Costerà alla Regione Lazio 400mila euro di sanzioni il “data breach” (perdita di dati) causato dall’attacco hacker che nell’estate di tre anni fa mise in ginocchio i sistemi informatici dei suoi servizi sanitari. È quanto deciso dall’Autorità garante per la privacy con la chiusura dei procedimenti aperti a carico di Regione, Laziocrea (la sua società informatica) e Asl Roma 3 dopo la violazione che tra il 31 luglio e il 1° agosto del 2021 paralizzò prenotazioni, pagamenti, ritiro dei referti e registrazione delle vaccinazioni (nel pieno della pandemia).
Il data breach, scrive l’Authority, derivò «da un ransomware (programma malevolo, ndr) introdotto nel sistema attraverso un portatile in uso a un dipendente della Regione». In un arco temporale comreso tra le 48 ore e alcuni mesi, Asl, ospedali e case di cura non hanno potuto usare i sistemi informativi regionali che trattano i dati di salute di milioni di assistiti.
Dagli accertamenti e dalle ispezioni, «è emerso che Laziocrea e Regione Lazio, pur con differenti ruoli e livelli di responsabilità, sono incorse in numerose e gravi violazioni della normativa sulla privacy, dovute in prevalenza all’adozione di sistemi non aggiornati e alla mancata adozione di misure di sicurezza adeguate a rilevare tempestivamente le violazioni di dati personali e a garantire la sicurezza delle reti informatiche».
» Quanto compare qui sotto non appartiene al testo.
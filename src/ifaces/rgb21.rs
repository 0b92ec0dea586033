// RGB Engine: deterministic validation of client-side-validated asset
// contracts.
//
// SPDX-License-Identifier: Apache-2.0
//
// Written in 2019-2025 by
//     Dr Maxim Orlovsky <orlovsky@lnp-bp.org>
//
// Copyright (C) 2019-2025 LNP/BP Standards Association. All rights reserved.
// Copyright (C) 2019-2025 Dr Maxim Orlovsky. All rights reserved.
//
// Licensed under the Apache License, Version 2.0 (the "License");
// you may not use this file except in compliance with the License.
// You may obtain a copy of the License at
//
//     http://www.apache.org/licenses/LICENSE-2.0
//
// Unless required by applicable law or agreed to in writing, software
// distributed under the License is distributed on an "AS IS" BASIS,
// WITHOUT WARRANTIES OR CONDITIONS OF ANY KIND, either express or implied.
// See the License for the specific language governing permissions and
// limitations under the License.

//! RGB21 non-fungible token schemata.

use super::*;
use crate::schema::{
    Aggregator, Expr, FieldKind, GlobalStateSchema, Occurrences, OperationSchema,
    OwnedStateSchema, Predicate, Schema, StateKind,
};

fn metadata() -> [(GlobalStateType, GlobalStateSchema); 3] {
    [
        (GS_NAME, GlobalStateSchema::once("name", FieldKind::Text)),
        (GS_DETAILS, GlobalStateSchema::once("details", FieldKind::Text)),
        (GS_MEDIA, GlobalStateSchema::once("media", FieldKind::Bytes)),
    ]
}

fn transfer() -> OperationSchema {
    OperationSchema::new("transfer", "inflation")
        .closes(OS_FRACTION, Occurrences::OnceOrMore)
        .assigns(OS_FRACTION, Occurrences::OnceOrMore)
        // Conservation is checked token by token: units may not migrate
        // between token indices, which would mint a token never issued.
        .predicate(Predicate::tokens_conserved("token"))
}

/// Unique digital asset: a single indivisible token.
///
/// Genesis mints exactly one fraction unit, so the token can change hands but
/// never split.
pub fn unique() -> Schema {
    let mut global_types = bmap! {};
    global_types.extend(metadata());

    Schema {
        name: "RGB21-UDA".into(),
        global_types,
        owned_types: bmap! {
            OS_FRACTION => OwnedStateSchema::with("token", StateKind::Allocation),
        },
        genesis: OperationSchema::new("issue", "incompleteFractions")
            .global(GS_NAME, Occurrences::Once)
            .global(GS_DETAILS, Occurrences::NoneOrOnce)
            .global(GS_MEDIA, Occurrences::NoneOrOnce)
            .assigns(OS_FRACTION, Occurrences::Once)
            .predicate(Predicate::tokens_complete("token", 1u64)),
        transitions: bmap! {
            TS_TRANSFER => transfer(),
        },
        max_supply: None,
        aggregators: bmap! {},
    }
}

/// Fractionalizable token collection.
///
/// The genesis declares how many fraction units make up a whole token; absent
/// the declaration a token is indivisible (a whole of one unit). Genesis must
/// mint complete tokens: for each minted token index the units must add up
/// exactly to the declared whole.
pub fn fractional() -> Schema {
    let mut global_types = bmap! {};
    global_types.extend(metadata());
    global_types.insert(
        GS_FRACTIONS,
        GlobalStateSchema::once("fractions", FieldKind::Num),
    );

    Schema {
        name: "RGB21-FAC".into(),
        global_types,
        owned_types: bmap! {
            OS_FRACTION => OwnedStateSchema::with("token", StateKind::Allocation),
        },
        genesis: OperationSchema::new("issue", "incompleteFractions")
            .global(GS_NAME, Occurrences::Once)
            .global(GS_DETAILS, Occurrences::NoneOrOnce)
            .global(GS_MEDIA, Occurrences::NoneOrOnce)
            .global(GS_FRACTIONS, Occurrences::NoneOrOnce)
            .assigns(OS_FRACTION, Occurrences::OnceOrMore)
            .predicate(Predicate::any_of([
                Predicate::all([
                    Predicate::eq(Expr::var("op.fractions.count"), 0u64),
                    Predicate::tokens_complete("token", 1u64),
                ]),
                Predicate::all([
                    Predicate::eq(Expr::var("op.fractions.count"), 1u64),
                    Predicate::tokens_complete("token", Expr::var("op.fractions.sum")),
                ]),
            ])),
        transitions: bmap! {
            TS_TRANSFER => transfer(),
        },
        max_supply: None,
        aggregators: bmap! {
            "issuedFractions".into() => Aggregator::SumV(GS_FRACTIONS),
        },
    }
}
Nel corso dell’attacco informatico, così, l’inadeguata sicurezza dei sistemi ha causato «l’impossibilità, per le strutture sanitarie regionali, di accedere al sistema ed erogare alcuni servizi sanitari ai loro assistiti». In particolare, continua il Garante, l’attacco informatico «ha reso inaccessibili circa 180 server virtuali», anche per la scelta di Laziocrea di spegnere tutti i sistemi non potendo determinare quali fossero quelli compromessi né evitare un’ulteriore propagazione del malware. «Inoltre, Laziocrea non ha posto in essere le azioni necessarie a gestire correttamente il data breach e le sue conseguenze, in particolare nei confronti dei soggetti per i quali svolge compiti da responsabile del trattamento».
All’Asl Roma 3 il garante ha inflitto una sanzione di 10mila euro perché, al contrario di altre strutture sanitarie, non ha notificato il data breach.